XLIII Vertrau mir.
Eine gefühlte Ewigkeit umarmen wir uns. Ich genieße es, in seiner Nähe zu sein. Schließlich löst er sich von mir und lehnt sich ein Stückchen zurück. Er verschränkt die Arme vor der Brust und betrachtet mich eingehend. Sein Mund verzieht sich währenddessen zu einem dümmlichen Lächeln.
„Was?!", frage ich ein wenig peinlich gerührt. Er schüttelt den Kopf und lacht leise. „Nichts."

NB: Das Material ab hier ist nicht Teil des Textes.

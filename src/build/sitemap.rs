use std::io::Cursor;

use chrono::{NaiveDate, Utc};
use quick_xml::events::{BytesDecl, BytesEnd, BytesStart, BytesText, Event};
use quick_xml::Writer;

use crate::config::SiteConfig;
use crate::content::{self, Post};
use crate::error::{BlogError, Result};

const ROOT_PRIORITY: &str = "1.0";
const BLOG_INDEX_PRIORITY: &str = "0.8";
const POST_PRIORITY: &str = "0.6";

/// Sitemap for the site root, the blog index and every post, dated today (UTC).
pub fn generate_sitemap(config: &SiteConfig, posts: &[Post]) -> Result<String> {
    generate_sitemap_on(config, posts, Utc::now().date_naive())
}

/// Same as [`generate_sitemap`] with an explicit "today" for the blog index
/// and for undated posts.
pub fn generate_sitemap_on(config: &SiteConfig, posts: &[Post], today: NaiveDate) -> Result<String> {
    let mut writer = Writer::new_with_indent(Cursor::new(Vec::new()), b' ', 2);
    let base = config.base_url();
    let today = today.format("%Y-%m-%d").to_string();

    write(&mut writer, Event::Decl(BytesDecl::new("1.0", Some("UTF-8"), None)))?;

    let mut urlset = BytesStart::new("urlset");
    urlset.push_attribute(("xmlns", "http://www.sitemaps.org/schemas/sitemap/0.9"));
    write(&mut writer, Event::Start(urlset))?;

    write_url(
        &mut writer,
        &format!("{base}/"),
        &config.site.root_lastmod,
        ROOT_PRIORITY,
    )?;
    write_url(&mut writer, &format!("{base}/blog/"), &today, BLOG_INDEX_PRIORITY)?;

    for post in posts {
        let loc = format!("{base}/{}", post.page_path());
        let lastmod = content::format_iso_date(post.published_at.as_deref())?
            .unwrap_or_else(|| today.clone());
        write_url(&mut writer, &loc, &lastmod, POST_PRIORITY)?;
    }

    write(&mut writer, Event::End(BytesEnd::new("urlset")))?;

    let bytes = writer.into_inner().into_inner();
    let mut xml = String::from_utf8(bytes)
        .map_err(|e| BlogError::Sitemap(format!("encoding error: {e}")))?;
    xml.push('\n');
    Ok(xml)
}

fn write(writer: &mut Writer<Cursor<Vec<u8>>>, event: Event<'_>) -> Result<()> {
    writer
        .write_event(event)
        .map_err(|e| BlogError::Sitemap(format!("write error: {e}")))
}

fn write_text_element(writer: &mut Writer<Cursor<Vec<u8>>>, tag: &str, text: &str) -> Result<()> {
    write(writer, Event::Start(BytesStart::new(tag)))?;
    write(writer, Event::Text(BytesText::new(text)))?;
    write(writer, Event::End(BytesEnd::new(tag)))
}

fn write_url(
    writer: &mut Writer<Cursor<Vec<u8>>>,
    loc: &str,
    lastmod: &str,
    priority: &str,
) -> Result<()> {
    write(writer, Event::Start(BytesStart::new("url")))?;
    write_text_element(writer, "loc", loc)?;
    write_text_element(writer, "lastmod", lastmod)?;
    write_text_element(writer, "priority", priority)?;
    write(writer, Event::End(BytesEnd::new("url")))
}

#[cfg(test)]
mod tests {
    use super::*;
    use crate::content::sample_post;

    fn day(y: i32, m: u32, d: u32) -> NaiveDate {
        NaiveDate::from_ymd_opt(y, m, d).unwrap()
    }

    #[test]
    fn test_fixed_entries() {
        let xml = generate_sitemap_on(&SiteConfig::default(), &[], day(2026, 10, 19)).unwrap();
        assert!(xml.starts_with(r#"<?xml version="1.0" encoding="UTF-8"?>"#));
        assert!(xml.contains(r#"<urlset xmlns="http://www.sitemaps.org/schemas/sitemap/0.9">"#));
        assert!(xml.contains(
            "<loc>https://vantage-cto.com/</loc>\n    <lastmod>2026-02-19</lastmod>\n    <priority>1.0</priority>"
        ));
        assert!(xml.contains(
            "<loc>https://vantage-cto.com/blog/</loc>\n    <lastmod>2026-10-19</lastmod>\n    <priority>0.8</priority>"
        ));
        assert_eq!(xml.matches("<url>").count(), 2);
        assert!(xml.ends_with("</urlset>\n"));
    }

    #[test]
    fn test_post_lastmod_from_publish_date() {
        let posts = vec![sample_post("launch", Some("2026-03-10T12:00:00Z"))];
        let xml = generate_sitemap_on(&SiteConfig::default(), &posts, day(2026, 10, 19)).unwrap();
        assert!(xml.contains(
            "<loc>https://vantage-cto.com/blog/launch.html</loc>\n    <lastmod>2026-03-10</lastmod>\n    <priority>0.6</priority>"
        ));
    }

    #[test]
    fn test_undated_post_uses_today() {
        let posts = vec![sample_post("draft", None)];
        let xml = generate_sitemap_on(&SiteConfig::default(), &posts, day(2026, 10, 19)).unwrap();
        assert!(xml.contains(
            "<loc>https://vantage-cto.com/blog/draft.html</loc>\n    <lastmod>2026-10-19</lastmod>"
        ));
    }

    #[test]
    fn test_undated_post_uses_current_utc_date() {
        let posts = vec![sample_post("draft", None)];
        let before = Utc::now().date_naive().format("%Y-%m-%d").to_string();
        let xml = generate_sitemap(&SiteConfig::default(), &posts).unwrap();
        let after = Utc::now().date_naive().format("%Y-%m-%d").to_string();
        let found_before = xml.contains(&format!("draft.html</loc>\n    <lastmod>{before}</lastmod>"));
        let found_after = xml.contains(&format!("draft.html</loc>\n    <lastmod>{after}</lastmod>"));
        assert!(found_before || found_after, "got: {xml}");
    }

    #[test]
    fn test_posts_keep_given_order() {
        let posts = vec![
            sample_post("older", Some("2026-01-01T00:00:00Z")),
            sample_post("newer", Some("2026-02-01T00:00:00Z")),
        ];
        let xml = generate_sitemap_on(&SiteConfig::default(), &posts, day(2026, 10, 19)).unwrap();
        let older = xml.find("older.html").unwrap();
        let newer = xml.find("newer.html").unwrap();
        assert!(older < newer);
    }

    #[test]
    fn test_custom_base_url() {
        let mut config = SiteConfig::default();
        config.site.base_url = "https://staging.example.com/".into();
        let posts = vec![sample_post("a", Some("2026-01-01T00:00:00Z"))];
        let xml = generate_sitemap_on(&config, &posts, day(2026, 10, 19)).unwrap();
        assert!(xml.contains("<loc>https://staging.example.com/</loc>"));
        assert!(xml.contains("<loc>https://staging.example.com/blog/a.html</loc>"));
    }

    #[test]
    fn test_loc_is_xml_escaped() {
        let posts = vec![sample_post("q&a", None)];
        let xml = generate_sitemap_on(&SiteConfig::default(), &posts, day(2026, 10, 19)).unwrap();
        assert!(xml.contains("/blog/q&amp;a.html</loc>"));
    }

    #[test]
    fn test_invalid_publish_date_is_error() {
        let posts = vec![sample_post("bad", Some("not-a-date"))];
        let err = generate_sitemap_on(&SiteConfig::default(), &posts, day(2026, 10, 19)).unwrap_err();
        assert!(matches!(err, BlogError::Date { .. }));
    }
}
use std::process::ExitCode;

use clap::Parser;
use tracing_subscriber::EnvFilter;

use vantage_blog::cli::Cli;
use vantage_blog::output::{self, OutputFormat};

fn main() -> ExitCode {
    let cli = Cli::parse();

    // Logs go to stderr; stdout carries progress lines or the JSON envelope
    let filter = if cli.verbose {
        EnvFilter::new("debug")
    } else {
        EnvFilter::new("info")
    };
    tracing_subscriber::fmt()
        .with_env_filter(filter)
        .with_writer(std::io::stderr)
        .init();

    match vantage_blog::cli::generate::run(&cli) {
        Ok(()) => ExitCode::SUCCESS,
        Err(e) => {
            output::print_error(&format!("{e:#}"), OutputFormat::from_json_flag(cli.json));
            ExitCode::FAILURE
        }
    }
}
pub mod generate;

use std::path::PathBuf;

use clap::Parser;

use crate::config::defaults;

/// Command-line surface. The two required values normally arrive through
/// the environment of the publishing workflow.
#[derive(Parser, Debug)]
#[command(
    name = "vantage-blog",
    about = "Render blog pages, the blog index and the sitemap from the content API",
    version
)]
pub struct Cli {
    /// Base URL of the content API
    #[arg(long, env = "API_URL")]
    pub api_url: String,

    /// Slug of the post that was just published
    #[arg(long = "slug", env = "POST_SLUG")]
    pub slug: String,

    /// Directory that receives `blog/` and `sitemap.xml`
    #[arg(short, long, env = "OUTPUT_DIR", default_value_t = defaults::output_dir())]
    pub output_dir: String,

    /// Path to a TOML file with a `[site]` section
    #[arg(short, long, env = "BLOG_CONFIG")]
    pub config: Option<PathBuf>,

    /// Enable verbose logging output
    #[arg(short, long)]
    pub verbose: bool,

    /// Output results as JSON
    #[arg(long)]
    pub json: bool,
}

Ich verdrehe die Augen. Er öffnet die Autotür und steigt aus. Anschließend kommt er herum, um mir die Tür aufzuhalten. Er streckt mir eine Hand entgegen. Ich ergreife sie. Sobald meine Füße die Straße berühren, zieht er mich mit Schwung an sich. Ich pralle gegen seine Brust. Gleichzeitig höre ich die Tür zuknallen. Er streicht mir eine Haarsträhne aus dem Gesicht. „Ab jetzt gehörst du mir. Du wirst das einzige Mädchen an meiner Seite sein. Und, nicht zu vergessen natürlich, ich der einzige Junge an deiner Seite." Er haucht mir einen Kuss auf die Stirn, nimmt meine Hand und marschiert in Richtung Eingang. Ich blicke verdutzt umher.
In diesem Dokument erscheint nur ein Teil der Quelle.